Identity-based explanations

            Interest-based theories of popular politics—whether rational choice or Marxist—rest on the assumption that individuals make calculating choices in their political behavior, based on an appraisal of their interests.  But there appear to be some instances of political behavior that fail to reflect this model of calculating choice.  Particularly salient among these are the many occasions of ethnic politics and inter-ethnic conflict that have come into such prominence in various areas of the world since World War II.  In India, Sri Lanka, Indonesia, Nigeria, and Yugoslavia we are faced with violent conflicts organized around groups defined in terms of religious, ethnic, or national identity; and these instances often appear to involve conflicts over the politics of symbol rather than material conflicts of interest.  In these instances the phenomena seem to imply a strikingly different pattern of individual and collective behavior from that described by interest-based theories.  Individuals appear to have an extremely powerful affinity with their group identities; they seem strongly motivated to support collective actions on the basis of these identities, even at great cost to their individual material interests; they are easily mobilized by appeals to these identities; and these conflicts appear intractable in face of conflict-resolution strategies that ought to be successful if interest-based explanations were true (e.g. compromise over conflicts of material interests).  Given free-rider problems and the difficulties of organization and mobilization, such conflicts ought not arise so frequently; and given the common divisibility of economic resources, they ought to be more readily resolvable than they have proven to be.  So the question before us is this: what modifications of our theories of collective action are forced by examples of ethnic politics?  This question in turn disaggregates into two simpler problems.  To what extent do ethnic affinities constitute a powerful source of individual agency?  And what factors explain the mobilization of largescale ethnic violence?  Note that this way of analyzing the problem fits closely with the microfoundations approach outlined above.  It asks, first, what are the individual-level features of agency that govern individual actions; and second, what are the aggregative processes through which collective behavior emerges out of individual agency?[25]

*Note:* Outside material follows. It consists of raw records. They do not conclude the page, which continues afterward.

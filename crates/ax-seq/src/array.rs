//! Contiguous sequence.

use std::mem;

use ax_core::{
    Any, AxError, BoxInstanceId, Boxed, Capability, Direction, Duplicate, Iter, One, Seq, Stuff,
    Traverse, TypeInfo,
};
use ax_scope::{Handle, Runtime, ScopeId};
use tracing::trace;

use crate::init::{init, FromItem, Item};

static ARRAY: TypeInfo = TypeInfo::new(
    "one.any.box.seq.array",
    &[
        Capability::One,
        Capability::Any,
        Capability::Box,
        Capability::Seq,
        Capability::Array,
    ],
);

/// Backward sentinel position, one before index 0.
const REND: usize = usize::MAX;

/// A growable contiguous sequence.
///
/// Positions are element indices in both directions. The forward sentinel
/// sits at `len`, the backward sentinel one before index 0.
///
/// When storage runs out, capacity grows to twice its current value or to
/// the size needed, whichever is larger. This holds for push, insert and
/// a growing [`trunc`](Seq::trunc) alike.
pub struct Array<T> {
    id: BoxInstanceId,
    tr: Stuff<T>,
    items: Vec<T>,
}

impl<T: 'static> Array<T> {
    /// Create an empty array.
    pub fn new(tr: Stuff<T>) -> Self {
        Self {
            id: BoxInstanceId::next(),
            tr,
            items: Vec::new(),
        }
    }

    /// Create an empty array with room for `capacity` elements.
    pub fn with_capacity(tr: Stuff<T>, capacity: usize) -> Result<Self, AxError> {
        let mut array = Self::new(tr);
        array
            .items
            .try_reserve_exact(capacity)
            .map_err(|_| AxError::AllocFailed {
                requested: capacity,
            })?;
        Ok(array)
    }

    /// Create an empty array owned by `scope`.
    pub fn create(rt: &mut Runtime, scope: ScopeId, tr: Stuff<T>) -> Handle<Self> {
        rt.create(scope, Self::new(tr))
    }

    /// Create an array holding `items`, owned by `scope`.
    ///
    /// Nothing is attached if filling fails.
    ///
    /// # Panics
    ///
    /// If an item's type does not match the element type.
    pub fn init(
        rt: &mut Runtime,
        scope: ScopeId,
        tr: Stuff<T>,
        items: impl IntoIterator<Item = Item>,
    ) -> Result<Handle<Self>, AxError>
    where
        T: FromItem,
    {
        let mut array = Self::new(tr);
        init(&mut array, items)?;
        Ok(rt.create(scope, array))
    }

    /// Elements in order.
    pub fn as_slice(&self) -> &[T] {
        &self.items
    }

    /// Allocated element capacity.
    pub fn capacity(&self) -> usize {
        self.items.capacity()
    }

    /// Make room for one more element.
    fn grow(&mut self) -> Result<(), AxError> {
        self.reserve_for(self.items.len() + 1)
    }

    /// Make room for `needed` elements in total, at least doubling the
    /// capacity when it has to change.
    fn reserve_for(&mut self, needed: usize) -> Result<(), AxError> {
        let len = self.items.len();
        let capacity = self.items.capacity();
        if needed <= capacity {
            return Ok(());
        }
        let target = capacity.saturating_mul(2).max(needed);
        if target > self.maxsize() {
            return Err(AxError::CapacityExceeded {
                requested: target,
                max: self.maxsize(),
            });
        }
        self.items
            .try_reserve_exact(target - len)
            .map_err(|_| AxError::AllocFailed { requested: target })?;
        trace!(from = capacity, to = target, "array grow");
        Ok(())
    }
}

impl<T> Array<T> {
    fn release_from(&mut self, start: usize) {
        let tr = self.tr;
        for value in self.items.drain(start..) {
            tr.release(value);
        }
    }
}

impl<T: 'static> One for Array<T> {
    fn type_info(&self) -> &'static TypeInfo {
        &ARRAY
    }
}

impl<T: 'static> Duplicate for Array<T> {
    fn duplicate(&self) -> Result<Self, AxError> {
        let mut copy = Self::with_capacity(self.tr, self.items.len())?;
        copy.items.extend(self.items.iter().map(|v| self.tr.dup(v)));
        Ok(copy)
    }
}

impl<T: 'static> Any for Array<T> {
    fn copy(&self) -> Result<Box<dyn Any>, AxError> {
        Ok(Box::new(self.duplicate()?))
    }

    fn take(&mut self) -> Result<Box<dyn Any>, AxError> {
        let mut moved = Self::new(self.tr);
        moved.items = mem::take(&mut self.items);
        Ok(Box::new(moved))
    }

    fn as_boxed(&self) -> Option<&dyn Boxed> {
        Some(self)
    }

    fn as_boxed_mut(&mut self) -> Option<&mut dyn Boxed> {
        Some(self)
    }
}

impl<T: 'static> Boxed for Array<T> {
    fn size(&self) -> usize {
        self.items.len()
    }

    fn maxsize(&self) -> usize {
        isize::MAX as usize / mem::size_of::<T>().max(1)
    }

    fn clear(&mut self) {
        self.release_from(0);
    }

    fn elem_name(&self) -> &'static str {
        self.tr.name
    }
}

impl<T: 'static> Traverse for Array<T> {
    type Elem = T;
    type Pos = usize;

    fn begin(&self) -> Iter<usize> {
        Iter::new(self.id, 0, Direction::Forward)
    }

    fn end(&self) -> Iter<usize> {
        Iter::new(self.id, self.items.len(), Direction::Forward)
    }

    fn rbegin(&self) -> Iter<usize> {
        Iter::new(self.id, self.items.len().wrapping_sub(1), Direction::Backward)
    }

    fn rend(&self) -> Iter<usize> {
        Iter::new(self.id, REND, Direction::Backward)
    }

    fn advance(&self, it: &mut Iter<usize>) {
        let pos = it.pos();
        match it.direction() {
            Direction::Forward => {
                assert!(pos < self.items.len(), "advance past the end of an array");
                it.set_pos(pos + 1);
            }
            Direction::Backward => {
                assert!(pos != REND, "advance past the rend of an array");
                it.set_pos(pos.wrapping_sub(1));
            }
        }
    }

    fn get(&self, it: &Iter<usize>) -> Option<&T> {
        self.items.get(it.pos())
    }

    fn get_mut(&mut self, it: &Iter<usize>) -> Option<&mut T> {
        self.items.get_mut(it.pos())
    }

    fn elem_tr(&self) -> &Stuff<T> {
        &self.tr
    }
}

impl<T: 'static> Seq for Array<T> {
    fn construct(tr: Stuff<T>) -> Self {
        Self::new(tr)
    }

    fn push(&mut self, value: T) -> Result<(), AxError> {
        self.grow()?;
        self.items.push(value);
        Ok(())
    }

    fn pop(&mut self) -> Result<T, AxError> {
        self.items.pop().ok_or(AxError::Empty)
    }

    fn invert(&mut self) {
        self.items.reverse();
    }

    fn trunc(&mut self, size: usize) -> Result<(), AxError> {
        let len = self.items.len();
        if size <= len {
            self.release_from(size);
            return Ok(());
        }
        self.reserve_for(size)?;
        let tr = self.tr;
        self.items.resize_with(size, || tr.make());
        Ok(())
    }

    fn at(&self, index: usize) -> Option<Iter<usize>> {
        (index <= self.items.len()).then(|| Iter::new(self.id, index, Direction::Forward))
    }

    fn insert(&mut self, it: &mut Iter<usize>, value: T) -> Result<(), AxError> {
        let len = self.items.len();
        // Backward iterators insert after their element in forward order.
        let index = match it.direction() {
            Direction::Forward => it.pos(),
            Direction::Backward => it.pos().wrapping_add(1),
        };
        if index > len {
            return Err(AxError::OutOfRange { index, size: len });
        }
        self.grow()?;
        self.items.insert(index, value);
        it.set_pos(index);
        Ok(())
    }

    fn erase(&mut self, it: &mut Iter<usize>) -> Result<T, AxError> {
        let pos = it.pos();
        let size = self.items.len();
        if pos >= size {
            return Err(AxError::OutOfRange { index: pos, size });
        }
        let value = self.items.remove(pos);
        if !it.is_forward() {
            it.set_pos(pos.wrapping_sub(1));
        }
        Ok(value)
    }
}

impl<T> Drop for Array<T> {
    fn drop(&mut self) {
        self.release_from(0);
    }
}

impl<T: std::fmt::Debug> std::fmt::Debug for Array<T> {
    fn fmt(&self, f: &mut std::fmt::Formatter<'_>) -> std::fmt::Result {
        f.debug_struct("Array")
            .field("elem", &self.tr.name)
            .field("items", &self.items)
            .finish()
    }
}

Ethnic affinity and individual agency

            Let us consider how best to interpret an identity-based theory of political motivation.  There are several possibilities.  First, an identity-based theory may be construed as a psychological theory of the workings of a set of norms.  Individuals are assumed to have absorbed very powerful motivational constraints and imperatives, and these constraints and motives lead to actions that are not directed by self-interest or other forms of calculation.  On this account, individuals' behavior is construed as the causal consequence of a powerful set of group-specific norms.  This approach treats an individual's affinity with an ethnic, religious, or national group as a primordial motivational spring.  The most striking defect of this approach, however, is the violence it does to the notion of individual agency and choice.  The individual is construed as something of a robot, acting out of causal factors that are outside of his or her control.

            A second possible interpretation preserves the individual's agency and choice.  This position may be called the Scott-Bourdieu line.  On this account the individual acts in consideration of his or her beliefs and intentions—thus rationally; but these beliefs and purposes are themselves fundamentally shaped by the strands of group identity.  The individual's actions are construed as being strategic, calculating, and considered—not merely the causal consequence of an underlying normative program of behavior.  But the agent's choices are affected by norms, symbols, commitments, perceptions of the possible, and worldview.  On this approach, ethnic identities do sometimes become politically salient; but they serve to refract agency and choice rather than replace them.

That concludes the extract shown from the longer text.